_PROBLEM DETAILS:_ As the answer, set down the lines below from the one containing "done_tx.send_replace(true);" through the one containing "let relayed = conn.into_duplex()?;", exactly and inclusively, and no others.

_DATA UNDER STUDY:_

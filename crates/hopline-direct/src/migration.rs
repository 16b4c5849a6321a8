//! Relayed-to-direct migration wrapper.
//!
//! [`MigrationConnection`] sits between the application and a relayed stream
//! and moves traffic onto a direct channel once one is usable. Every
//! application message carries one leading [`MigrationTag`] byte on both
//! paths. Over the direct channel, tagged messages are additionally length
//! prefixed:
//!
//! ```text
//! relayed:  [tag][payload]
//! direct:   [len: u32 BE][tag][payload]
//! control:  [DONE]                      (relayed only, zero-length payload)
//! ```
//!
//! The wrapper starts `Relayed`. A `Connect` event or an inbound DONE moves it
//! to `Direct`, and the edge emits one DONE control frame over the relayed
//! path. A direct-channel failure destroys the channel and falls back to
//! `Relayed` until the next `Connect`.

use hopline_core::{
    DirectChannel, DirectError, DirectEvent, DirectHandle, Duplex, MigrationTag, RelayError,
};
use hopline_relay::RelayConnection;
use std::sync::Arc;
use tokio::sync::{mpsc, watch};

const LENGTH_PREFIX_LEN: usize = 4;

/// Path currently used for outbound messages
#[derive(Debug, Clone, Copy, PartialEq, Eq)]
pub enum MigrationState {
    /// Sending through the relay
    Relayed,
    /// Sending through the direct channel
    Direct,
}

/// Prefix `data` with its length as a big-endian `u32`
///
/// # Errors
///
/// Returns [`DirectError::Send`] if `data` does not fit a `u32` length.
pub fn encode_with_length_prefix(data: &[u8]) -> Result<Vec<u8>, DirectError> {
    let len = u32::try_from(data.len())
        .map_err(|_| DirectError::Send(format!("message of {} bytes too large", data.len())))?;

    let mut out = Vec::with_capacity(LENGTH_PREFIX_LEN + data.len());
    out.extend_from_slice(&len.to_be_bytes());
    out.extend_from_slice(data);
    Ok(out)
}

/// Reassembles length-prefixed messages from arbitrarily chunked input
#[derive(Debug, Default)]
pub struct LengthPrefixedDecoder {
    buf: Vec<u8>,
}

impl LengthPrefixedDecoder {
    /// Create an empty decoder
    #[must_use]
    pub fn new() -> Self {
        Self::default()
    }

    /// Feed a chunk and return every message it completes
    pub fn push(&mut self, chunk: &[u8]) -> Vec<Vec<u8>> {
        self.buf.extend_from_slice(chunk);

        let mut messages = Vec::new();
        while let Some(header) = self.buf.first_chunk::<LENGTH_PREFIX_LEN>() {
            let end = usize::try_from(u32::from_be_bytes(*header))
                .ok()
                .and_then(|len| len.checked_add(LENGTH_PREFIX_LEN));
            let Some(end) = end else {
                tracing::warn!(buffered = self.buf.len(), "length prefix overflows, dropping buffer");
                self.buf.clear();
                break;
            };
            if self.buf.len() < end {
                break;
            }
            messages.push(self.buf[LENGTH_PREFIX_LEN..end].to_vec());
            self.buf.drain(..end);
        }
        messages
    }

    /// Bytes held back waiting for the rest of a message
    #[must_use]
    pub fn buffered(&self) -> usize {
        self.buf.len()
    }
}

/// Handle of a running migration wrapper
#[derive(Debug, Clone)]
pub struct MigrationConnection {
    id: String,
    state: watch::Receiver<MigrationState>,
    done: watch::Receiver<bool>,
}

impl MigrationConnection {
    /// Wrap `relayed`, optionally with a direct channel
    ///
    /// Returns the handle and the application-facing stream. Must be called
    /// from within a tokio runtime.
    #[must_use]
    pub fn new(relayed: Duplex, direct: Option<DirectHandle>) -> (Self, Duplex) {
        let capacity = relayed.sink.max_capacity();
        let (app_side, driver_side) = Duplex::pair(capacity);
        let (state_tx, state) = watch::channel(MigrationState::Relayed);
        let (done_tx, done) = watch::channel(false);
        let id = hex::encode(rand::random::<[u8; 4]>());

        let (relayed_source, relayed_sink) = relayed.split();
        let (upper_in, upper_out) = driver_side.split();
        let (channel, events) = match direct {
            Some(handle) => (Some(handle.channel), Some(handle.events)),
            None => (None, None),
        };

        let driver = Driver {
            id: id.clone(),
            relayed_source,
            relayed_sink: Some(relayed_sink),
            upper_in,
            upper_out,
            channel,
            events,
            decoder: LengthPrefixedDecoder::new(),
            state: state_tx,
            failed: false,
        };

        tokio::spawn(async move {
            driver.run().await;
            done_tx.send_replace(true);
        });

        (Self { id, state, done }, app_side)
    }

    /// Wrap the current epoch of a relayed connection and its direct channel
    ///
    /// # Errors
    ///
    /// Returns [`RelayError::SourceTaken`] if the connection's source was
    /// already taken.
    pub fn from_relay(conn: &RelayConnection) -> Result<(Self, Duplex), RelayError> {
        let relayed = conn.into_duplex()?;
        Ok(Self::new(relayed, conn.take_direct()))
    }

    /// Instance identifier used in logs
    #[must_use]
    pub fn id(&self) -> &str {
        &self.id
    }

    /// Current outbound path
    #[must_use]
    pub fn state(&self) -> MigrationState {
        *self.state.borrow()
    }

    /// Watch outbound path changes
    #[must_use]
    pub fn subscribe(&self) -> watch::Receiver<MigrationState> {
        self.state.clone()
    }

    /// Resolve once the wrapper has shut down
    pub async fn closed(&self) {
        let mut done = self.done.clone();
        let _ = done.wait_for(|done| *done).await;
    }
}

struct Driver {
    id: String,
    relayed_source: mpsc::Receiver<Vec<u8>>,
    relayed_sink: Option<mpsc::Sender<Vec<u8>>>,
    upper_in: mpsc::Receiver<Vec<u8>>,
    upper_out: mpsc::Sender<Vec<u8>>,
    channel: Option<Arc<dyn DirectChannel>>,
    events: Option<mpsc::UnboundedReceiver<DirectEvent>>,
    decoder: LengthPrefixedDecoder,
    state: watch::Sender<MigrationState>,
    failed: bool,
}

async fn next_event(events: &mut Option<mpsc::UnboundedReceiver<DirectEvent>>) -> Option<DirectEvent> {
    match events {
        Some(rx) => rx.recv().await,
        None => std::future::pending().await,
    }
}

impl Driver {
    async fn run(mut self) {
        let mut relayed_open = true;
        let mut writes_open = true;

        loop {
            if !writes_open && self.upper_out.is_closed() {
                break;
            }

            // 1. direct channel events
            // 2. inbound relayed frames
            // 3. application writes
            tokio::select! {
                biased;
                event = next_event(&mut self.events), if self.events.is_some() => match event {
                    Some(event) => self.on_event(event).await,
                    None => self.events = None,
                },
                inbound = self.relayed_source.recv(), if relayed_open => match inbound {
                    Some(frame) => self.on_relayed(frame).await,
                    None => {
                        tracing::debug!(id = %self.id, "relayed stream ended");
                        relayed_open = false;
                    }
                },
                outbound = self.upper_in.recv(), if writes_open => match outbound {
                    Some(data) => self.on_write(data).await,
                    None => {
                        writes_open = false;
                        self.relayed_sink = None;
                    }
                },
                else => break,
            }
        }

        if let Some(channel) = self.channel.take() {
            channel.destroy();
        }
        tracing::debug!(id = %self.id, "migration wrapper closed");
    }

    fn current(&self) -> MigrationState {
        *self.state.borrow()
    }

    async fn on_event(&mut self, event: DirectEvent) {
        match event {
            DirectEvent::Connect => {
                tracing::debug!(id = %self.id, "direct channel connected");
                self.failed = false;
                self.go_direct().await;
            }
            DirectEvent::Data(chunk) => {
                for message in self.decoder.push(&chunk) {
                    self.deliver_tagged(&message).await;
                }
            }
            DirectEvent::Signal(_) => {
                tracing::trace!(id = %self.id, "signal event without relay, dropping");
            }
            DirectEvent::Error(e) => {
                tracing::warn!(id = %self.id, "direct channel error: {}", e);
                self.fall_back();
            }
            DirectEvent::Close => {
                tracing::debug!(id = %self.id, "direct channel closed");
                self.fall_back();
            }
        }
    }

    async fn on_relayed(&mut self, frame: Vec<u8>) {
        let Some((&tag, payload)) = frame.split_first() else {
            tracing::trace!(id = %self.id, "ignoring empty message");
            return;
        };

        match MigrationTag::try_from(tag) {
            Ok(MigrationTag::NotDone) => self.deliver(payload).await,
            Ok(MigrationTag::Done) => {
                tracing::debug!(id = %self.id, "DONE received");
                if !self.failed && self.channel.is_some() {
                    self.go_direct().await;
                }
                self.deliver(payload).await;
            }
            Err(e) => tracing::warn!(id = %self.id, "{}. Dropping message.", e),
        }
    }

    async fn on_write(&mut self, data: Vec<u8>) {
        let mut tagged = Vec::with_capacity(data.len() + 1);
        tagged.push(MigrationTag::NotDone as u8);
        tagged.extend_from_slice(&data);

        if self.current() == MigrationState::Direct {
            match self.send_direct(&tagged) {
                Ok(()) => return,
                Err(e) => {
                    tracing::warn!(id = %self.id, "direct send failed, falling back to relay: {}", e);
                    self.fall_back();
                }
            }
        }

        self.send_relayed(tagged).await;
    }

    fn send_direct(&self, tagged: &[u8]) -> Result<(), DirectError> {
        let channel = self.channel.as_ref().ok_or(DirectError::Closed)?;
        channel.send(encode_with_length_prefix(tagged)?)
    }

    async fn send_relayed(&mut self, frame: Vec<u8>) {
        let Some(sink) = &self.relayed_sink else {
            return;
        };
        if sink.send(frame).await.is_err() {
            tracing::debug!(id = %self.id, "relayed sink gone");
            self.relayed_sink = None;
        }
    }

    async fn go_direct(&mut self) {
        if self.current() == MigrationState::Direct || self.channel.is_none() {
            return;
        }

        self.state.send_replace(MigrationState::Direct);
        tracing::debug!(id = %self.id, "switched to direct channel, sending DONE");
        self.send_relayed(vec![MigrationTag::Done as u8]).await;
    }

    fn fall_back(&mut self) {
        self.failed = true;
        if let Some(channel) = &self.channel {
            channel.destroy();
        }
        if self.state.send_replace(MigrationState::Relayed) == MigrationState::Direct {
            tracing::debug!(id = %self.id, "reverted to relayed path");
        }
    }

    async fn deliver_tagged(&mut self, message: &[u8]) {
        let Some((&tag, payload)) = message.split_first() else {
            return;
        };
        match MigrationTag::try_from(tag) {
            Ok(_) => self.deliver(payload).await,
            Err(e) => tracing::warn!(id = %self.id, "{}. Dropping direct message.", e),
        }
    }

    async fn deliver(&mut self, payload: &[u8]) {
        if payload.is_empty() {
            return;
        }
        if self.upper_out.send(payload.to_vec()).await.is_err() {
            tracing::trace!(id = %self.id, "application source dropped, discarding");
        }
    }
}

_RESPONSE TO THE EXERCISE:_
            done_tx.send_replace(true);
        });

        (Self { id, state, done }, app_side)
    }

    /// Wrap the current epoch of a relayed connection and its direct channel
    ///
    /// # Errors
    ///
    /// Returns [`RelayError::SourceTaken`] if the connection's source was
    /// already taken.
    pub fn from_relay(conn: &RelayConnection) -> Result<(Self, Duplex), RelayError> {
        let relayed = conn.into_duplex()?;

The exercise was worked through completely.